You Had Better Fear These Neighbors, Darlings!!!!!!!!!!!!!!!!!!!!!!!!!!!!!!!!!!!!!!!


                                         The actors are Paul Stewart and Ruth Roman, in their roles as Joe and Jean Kellerson, in the 1949 Bobby Driscoll  film classic, "The Window."  It was released in 1949, but actually filmed in 1947, which accounts for Bobby Driscoll looking younger than 12, unless he was small for his age.  This film, together with "So Dear To My Heart," one of Disney's most beautiful and underrated live action films, won Driscoll a Special Juvenile Oscar for the Outstanding Child Actor of 1949.

                                           But the Kellersons are true Bitches Of The Week. They are a pair of murderous grifters, of which the Woodrys (Tommy's--that Bobby Driscoll--parents) are unaware.

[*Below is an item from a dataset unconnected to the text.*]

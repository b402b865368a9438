pub mod models;
pub mod repository;

pub use models::{PaymentRecord, PaymentStatus};
pub use repository::{PaymentQuery, PaymentRepository};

They come and go, and are polite enough, but at night Jean Kellerson, in fake fur and seamed stockings befitting a real tramp--look how much she looks like a real trollop; I just LOVE it--prowls downtown dives for male victims to bring home, drink till they pass out, and then rob them.

                                             On the night in question, things go awry. The guy wakes up, sees he is being robbed, Joe Kellerson comes out and fights him, with Jean stabbing the guy in the back with the scissors.

                                                What a pair of bitches.  What follows is a grim variation on the "Boy Who Cried Wolf" story--Tommy keeps telling the adults in his life what he saw, but because he is an imaginary kid, no one believes him--except, of course, the Kellersons, who come after him.

                                                    There is this scene, where they force him into a taxi, and while Jean leans forward so no one sees, Joe Kellerson punches the kid, knocking him out.  I cannot believe the censors let this get on the screen; seven years later Patty McCormack had to be killed off in "The Bad Seed," but here it is OK to belt a kid??????????? What was Hollywood thinking?????????????

                                                       Maybe this is why the film did not get released till 1949.  It was too dark and difficult, for the marketing department to deal with.

                                                         Jean has a moment of softness when she refuses to allow Joe to let Tommy teeter off the fire escape ledge.  This sets the climactic chase in motion, with Joe falling to his death, and Jean getting trapped in some rafters when the stairs collapse, but is she saved, or what?
The only criticism I have with the film is that it is not known what happens to her.

                                                             The scenes where Tommy is alone, and hears the Kellersons pacing above him, plus the scene where Jean walks down the fire escape with a flashlight, trying to find Tommy, are truly nail biting.

                                                               The Kellersons are something, and Stewart and Roman play them to the hilt. But, I am telling you, girls, if you get neighbors like these bitches, either MOVE or call the police immediately.

                                                                  Who knows what you might witness?????????????????

2 comments:

Videolaman said...

This is an AMAZINGLY nasty film considering the era it was made: absolutely no pandering whatsoever is given to "the pure innocence of children, who are as inviolable as the saints above". The child is presented neutrally as the annoying little putz most children are considered to be by most adults (including their own parents at times). The grifter couple is also presented almost neutrally, as predatory animals: they do what they do to survive, their victims lured by their own stupid lust. Neither really wants to murder a child, OTOH he is a yappy threat that must be eliminated, so...

One of my favorite "obscure" film noirs that almost nobody knows of or discusses anymore. Aside from "Night Of The Hunter", I believe its the only noir with a child protagonist. To this day, only a tiny handful of films have followed "The Window" template of the stalked morally-ambiguous child: by the mid-1950s, the American concept of children had tilted irrevocably towards "precious fetish objects" (which perversely led to them be MORE victimized in real life).

The Raving Queen said...


This film truly frightened me as a child, but
it was fascinating nonetheless. The idea of
such evil living overhead was really scary to
me, who had not lived in an apartment yet.